В нынешнем «Беге» каждого персонажа окружает пустота, не только бытовая, но и человеческая. Позади и впереди у героев черный провал. Сценографическая метафора подчиняет себе пространство: торчащий столб линии электропередачи, гигантский крест, с которого, как паруса с мачты, свисают оборванные провода, превращает помост в погост. Спектакль даже не черно-белый, а почти монохромный: слабо подсвеченные, темные на темном, одетые в униформы тела лежат вповалку, из бесформенной кучи время от времени выпрастываются отдельные фигуры, доносятся реплики. В одной из сцен лежащая куча поднимается и напирает на бредящего Хлудова (Анатолий Белый), буквально как команда зомби из какого-нибудь телевизионного хоррора средней руки.
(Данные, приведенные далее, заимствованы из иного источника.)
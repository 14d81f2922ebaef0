use crate::models::{Chunk, DistanceMetric, RetrievedChunk};
use crate::RagError;
use chrono::{DateTime, Utc};

/// Brute-force nearest-neighbour index held in process memory.
#[derive(Debug, Clone)]
pub struct InMemoryIndex {
    metric: DistanceMetric,
    dimensions: Option<usize>,
    entries: Vec<(Vec<f32>, Chunk)>,
    built_at: DateTime<Utc>,
}

impl InMemoryIndex {
    pub fn new(metric: DistanceMetric) -> Self {
        Self {
            metric,
            dimensions: None,
            entries: Vec::new(),
            built_at: Utc::now(),
        }
    }

    pub fn insert_all(&mut self, chunks: Vec<Chunk>, embeddings: Vec<Vec<f32>>) -> Result<(), RagError> {
        if chunks.len() != embeddings.len() {
            return Err(RagError::InvalidArgument(format!(
                "embedding count {} doesn't match chunk count {}",
                embeddings.len(),
                chunks.len()
            )));
        }

        let mut dimensions = self.dimensions;
        for (chunk, embedding) in chunks.iter().zip(&embeddings) {
            if embedding.is_empty() {
                return Err(RagError::InvalidArgument(format!(
                    "empty embedding for chunk {}",
                    chunk.chunk_index
                )));
            }

            let expected = *dimensions.get_or_insert(embedding.len());
            if embedding.len() != expected {
                return Err(RagError::InvalidArgument(format!(
                    "embedding dimension {} != {}",
                    embedding.len(),
                    expected
                )));
            }
        }

        self.dimensions = dimensions;
        self.entries.extend(embeddings.into_iter().zip(chunks));
        self.built_at = Utc::now();
        Ok(())
    }

    /// Up to `k` chunks ordered by ascending distance; ties keep document
    /// order.
    pub fn nearest(&self, query: &[f32], k: usize) -> Result<Vec<RetrievedChunk>, RagError> {
        if let Some(expected) = self.dimensions {
            if query.len() != expected {
                return Err(RagError::InvalidArgument(format!(
                    "query vector dim {} is not {}",
                    query.len(),
                    expected
                )));
            }
        }

        let mut scored = self
            .entries
            .iter()
            .map(|(embedding, chunk)| (distance(self.metric, query, embedding), chunk))
            .collect::<Vec<_>>();

        scored.sort_by(|left, right| {
            left.0
                .total_cmp(&right.0)
                .then_with(|| left.1.chunk_index.cmp(&right.1.chunk_index))
        });

        Ok(scored
            .into_iter()
            .take(k)
            .map(|(distance, chunk)| RetrievedChunk {
                chunk: chunk.clone(),
                distance,
            })
            .collect())
    }

    pub fn len(&self) -> usize {
        self.entries.len()
    }

    pub fn is_empty(&self) -> bool {
        self.entries.is_empty()
    }

    pub fn dimensions(&self) -> Option<usize> {
        self.dimensions
    }

    pub fn built_at(&self) -> DateTime<Utc> {
        self.built_at
    }
}

fn distance(metric: DistanceMetric, left: &[f32], right: &[f32]) -> f32 {
    match metric {
        DistanceMetric::SquaredEuclidean => left
            .iter()
            .zip(right)
            .map(|(a, b)| (a - b) * (a - b))
            .sum(),
        DistanceMetric::Cosine => 1.0 - cosine_similarity(left, right),
    }
}

pub fn cosine_similarity(left: &[f32], right: &[f32]) -> f32 {
    if left.len() != right.len() {
        return 0.0;
    }

    let dot = left.iter().zip(right).map(|(a, b)| a * b).sum::<f32>();
    let norm_left = left.iter().map(|value| value * value).sum::<f32>().sqrt();
    let norm_right = right.iter().map(|value| value * value).sum::<f32>().sqrt();

    if norm_left > 0.0 && norm_right > 0.0 {
        dot / (norm_left * norm_right)
    } else {
        0.0
    }
}
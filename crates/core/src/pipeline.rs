use crate::chunking::{build_chunks, RecursiveCharacterSplitter};
use crate::extractor::{LopdfExtractor, PageText, PdfExtractor};
use crate::index::InMemoryIndex;
use crate::models::{DocumentFingerprint, PipelineOptions, RetrievedChunk};
use crate::openai::{Credential, OpenAiClient};
use crate::prompt::build_stuffed_messages;
use crate::traits::{ChatModel, Embeddings};
use crate::RagError;
use chrono::Utc;
use sha2::{Digest, Sha256};
use std::path::Path;
use tracing::{debug, info};

/// A fully indexed document, ready to answer questions.
///
/// Construction reads, splits and embeds the whole PDF before returning; a
/// failure at any step returns the error and no pipeline exists. There is no
/// incremental re-indexing: a new document means a new pipeline.
pub struct RagPipeline<E, C>
where
    E: Embeddings,
    C: ChatModel,
{
    embedder: E,
    chat: C,
    index: InMemoryIndex,
    fingerprint: DocumentFingerprint,
    top_k: usize,
}

impl RagPipeline<OpenAiClient, OpenAiClient> {
    /// Builds a pipeline backed by the OpenAI API for both embeddings and
    /// chat completions.
    pub async fn open(
        path: &Path,
        credential: Option<Credential>,
        options: PipelineOptions,
    ) -> Result<Self, RagError> {
        let client = OpenAiClient::new(credential, &options)?;
        Self::build(path, client.clone(), client, options).await
    }
}

impl<E, C> RagPipeline<E, C>
where
    E: Embeddings + Send + Sync,
    C: ChatModel + Send + Sync,
{
    pub async fn build(path: &Path, embedder: E, chat: C, options: PipelineOptions) -> Result<Self, RagError> {
        Self::build_with_extractor(path, LopdfExtractor, embedder, chat, options).await
    }

    /// Hashing and PDF parsing run on the blocking pool; only the remote
    /// embedding calls run on the async executor.
    pub async fn build_with_extractor<X>(
        path: &Path,
        extractor: X,
        embedder: E,
        chat: C,
        options: PipelineOptions,
    ) -> Result<Self, RagError>
    where
        X: PdfExtractor + Send + 'static,
    {
        let owned = path.to_path_buf();
        let (checksum, pages) = tokio::task::spawn_blocking(move || {
            let checksum = digest_file(&owned).map_err(|error| {
                RagError::Load(format!("unable to read {}: {error}", owned.display()))
            })?;
            let pages = extractor.extract_pages(&owned)?;
            Ok::<_, RagError>((checksum, pages))
        })
        .await
        .map_err(|error| RagError::Load(format!("pdf loading task failed: {error}")))??;
        info!(path = %path.display(), pages = pages.len(), "pdf loaded");

        let fingerprint = DocumentFingerprint {
            document_id: checksum.clone(),
            source_path: path.to_string_lossy().to_string(),
            checksum,
            page_count: pages.len(),
            indexed_at: Utc::now(),
        };

        Self::from_pages(fingerprint, &pages, embedder, chat, options).await
    }

    /// Indexes already-extracted page text.
    pub async fn from_pages(
        mut fingerprint: DocumentFingerprint,
        pages: &[PageText],
        embedder: E,
        chat: C,
        options: PipelineOptions,
    ) -> Result<Self, RagError> {
        if options.top_k == 0 {
            return Err(RagError::InvalidConfig("top_k must be at least 1".to_string()));
        }

        let splitter = RecursiveCharacterSplitter::from_options(&options)?;
        let chunks = build_chunks(&fingerprint.document_id, pages, &splitter);
        if chunks.is_empty() {
            return Err(RagError::Load(format!(
                "document has no readable text: {}",
                fingerprint.source_path
            )));
        }

        let texts = chunks.iter().map(|chunk| chunk.text.clone()).collect::<Vec<_>>();
        debug!(chunk_count = chunks.len(), "embedding chunks");
        let embeddings = embedder.embed_documents(&texts).await?;

        let mut index = InMemoryIndex::new(options.metric);
        index
            .insert_all(chunks, embeddings)
            .map_err(|error| RagError::Embedding(error.to_string()))?;

        fingerprint.indexed_at = index.built_at();
        info!(
            document_id = %fingerprint.document_id,
            chunk_count = index.len(),
            dimensions = index.dimensions().unwrap_or_default(),
            "document indexed"
        );

        Ok(Self {
            embedder,
            chat,
            index,
            fingerprint,
            top_k: options.top_k,
        })
    }

    /// The `top_k` chunks nearest to the question, closest first.
    pub async fn retrieve(&self, question: &str) -> Result<Vec<RetrievedChunk>, RagError> {
        let question = question.trim();
        if question.is_empty() {
            return Err(RagError::InvalidArgument("question is empty".to_string()));
        }

        let query_vector = self.embedder.embed_query(question).await?;
        self.index
            .nearest(&query_vector, self.top_k)
            .map_err(|error| RagError::Embedding(error.to_string()))
    }

    /// Answers one question from the retrieved chunks. The answer is not
    /// deterministic across calls.
    pub async fn query(&self, question: &str) -> Result<String, RagError> {
        let retrieved = self.retrieve(question).await?;
        debug!(
            retrieved = retrieved.len(),
            pages = ?retrieved.iter().map(|hit| hit.chunk.page).collect::<Vec<_>>(),
            "context retrieved"
        );

        let messages = build_stuffed_messages(&retrieved, question.trim());
        self.chat.complete(&messages).await
    }

    pub fn chunk_count(&self) -> usize {
        self.index.len()
    }

    pub fn fingerprint(&self) -> &DocumentFingerprint {
        &self.fingerprint
    }
}

pub fn digest_file(path: &Path) -> Result<String, std::io::Error> {
    let bytes = std::fs::read(path)?;
    let mut hasher = Sha256::new();
    hasher.update(&bytes);
    Ok(format!("{:x}", hasher.finalize()))
}
pub mod chunking;
pub mod error;
pub mod extractor;
pub mod index;
pub mod models;
pub mod openai;
pub mod pipeline;
pub mod prompt;
pub mod shell;
pub mod traits;

#[cfg(test)]
mod test_support;

pub use chunking::{build_chunks, normalize_page_text, RecursiveCharacterSplitter, DEFAULT_SEPARATORS};
pub use error::RagError;
pub use extractor::{extract_page_texts, LopdfExtractor, PageText, PdfExtractor};
pub use index::{cosine_similarity, InMemoryIndex};
pub use models::{
    ChatMessage, ChatRole, Chunk, DistanceMetric, DocumentFingerprint, PipelineOptions,
    RetrievedChunk, DEFAULT_BASE_URL, DEFAULT_CHAT_MODEL, DEFAULT_CHUNK_OVERLAP,
    DEFAULT_CHUNK_SIZE, DEFAULT_EMBEDDING_MODEL, DEFAULT_TEMPERATURE, DEFAULT_TOP_K,
};
pub use openai::{Credential, OpenAiClient, API_KEY_ENV};
pub use pipeline::{digest_file, RagPipeline};
pub use prompt::{build_stuffed_messages, stuff_context};
pub use shell::{render_error, InteractionShell, StagedDocument, STAGED_FILE_PREFIX};
pub use traits::{ChatModel, Embeddings};
use crate::{ChatMessage, RagError};
use async_trait::async_trait;

#[async_trait]
pub trait Embeddings {
    /// One vector per input, in input order.
    async fn embed_documents(&self, texts: &[String]) -> Result<Vec<Vec<f32>>, RagError>;

    async fn embed_query(&self, text: &str) -> Result<Vec<f32>, RagError>;
}

#[async_trait]
pub trait ChatModel {
    async fn complete(&self, messages: &[ChatMessage]) -> Result<String, RagError>;
}
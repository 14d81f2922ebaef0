//! "Stuff" prompting: every retrieved chunk goes verbatim into one system
//! message, the question goes into the user message.

use crate::models::{ChatMessage, RetrievedChunk};

const STUFF_SYSTEM_TEMPLATE: &str = concat!(
    "Use the following pieces of context to answer the user's question. \n",
    "If you don't know the answer, just say that you don't know, don't try to make up an answer.\n",
    "----------------\n",
    "{context}"
);

const CONTEXT_SEPARATOR: &str = "\n\n";

pub fn stuff_context(retrieved: &[RetrievedChunk]) -> String {
    retrieved
        .iter()
        .map(|hit| hit.chunk.text.as_str())
        .collect::<Vec<_>>()
        .join(CONTEXT_SEPARATOR)
}

pub fn build_stuffed_messages(retrieved: &[RetrievedChunk], question: &str) -> Vec<ChatMessage> {
    let system = STUFF_SYSTEM_TEMPLATE.replace("{context}", &stuff_context(retrieved));
    vec![ChatMessage::system(system), ChatMessage::user(question)]
}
Не жизненный уклад разрушен, а граница между живыми и мертвыми стерта. «Бег» у Сергея Женовача — парад полумертвых душ, то ли явь, то ли бред. И в этом бреду они одиноки. Будь то компанейский Чарнота (Михаил Пореченков), полупрозрачная Серафима (Яна Гладких), уже упомянутый Голубков (Андрей Бурковский), на сцене их ничего не связывает. О том, какие именно травмы и утраты сводят их с ума, можно только догадываться. Даже Ирина Пегова в роли Люськи, походной жены Чарноты, хоть и темпераментно наскакивает на окружающих, но мало их этим задевает.
Можно гадать, настаивал ли режиссер на этой отдельности или она сама собою выходит у актеров-солистов. Женовач, мастер ансамблевого театра, в последние годы сделал несколько постановок, в которых персонажи едва соприкасаются друг с другом, живя изолированной, монологичной жизнью (последний пример — «Три сестры» в СТИ). «Бег», пьеса с подзаголовком «восемь снов», дает режиссеру право на любую степень абстракции. Показательна сцена тараканьих бегов, та, где обманутый Чарнота окончательно проигрывается, поставив не на того таракана. У Булгакова трагическая метафора упакована в бытовую, водевильно заземленную ситуацию. Женовач подчеркнуто выбирает чисто метафорическое решение: по накренившемуся помосту тараканами ползут все те же безликие зомби в шинелях. Единственная сцена спектакля, где живая материя напоминает о себе — своего рода режиссерская автоцитата. Когда приехавшие в Париж Чарнота и Голубков обыгрывают экс-министра Корзухина (Игорь Верник) в карты, между героями Пореченкова и Верника внезапно и ненадолго вспыхивает целый фейерверк лукавства, азарта, легкости, партнерства. И это мгновенно вызывает в памяти гоголевских «Игроков», один из самых обаятельных спектаклей Сергея Женовача.
В своем первом спектакле на новом месте новый художественный руководитель МХТ свел воедино историю дома, собственные режиссерские линии и сегодняшний день с его тревожной погруженностью в призрачное прошлое. Получилась монументальная картина одиночества и разобщенности, картина переходного времени, неизбежного, но всегда конечного: если не для героев, то для их создателей бег продолжается.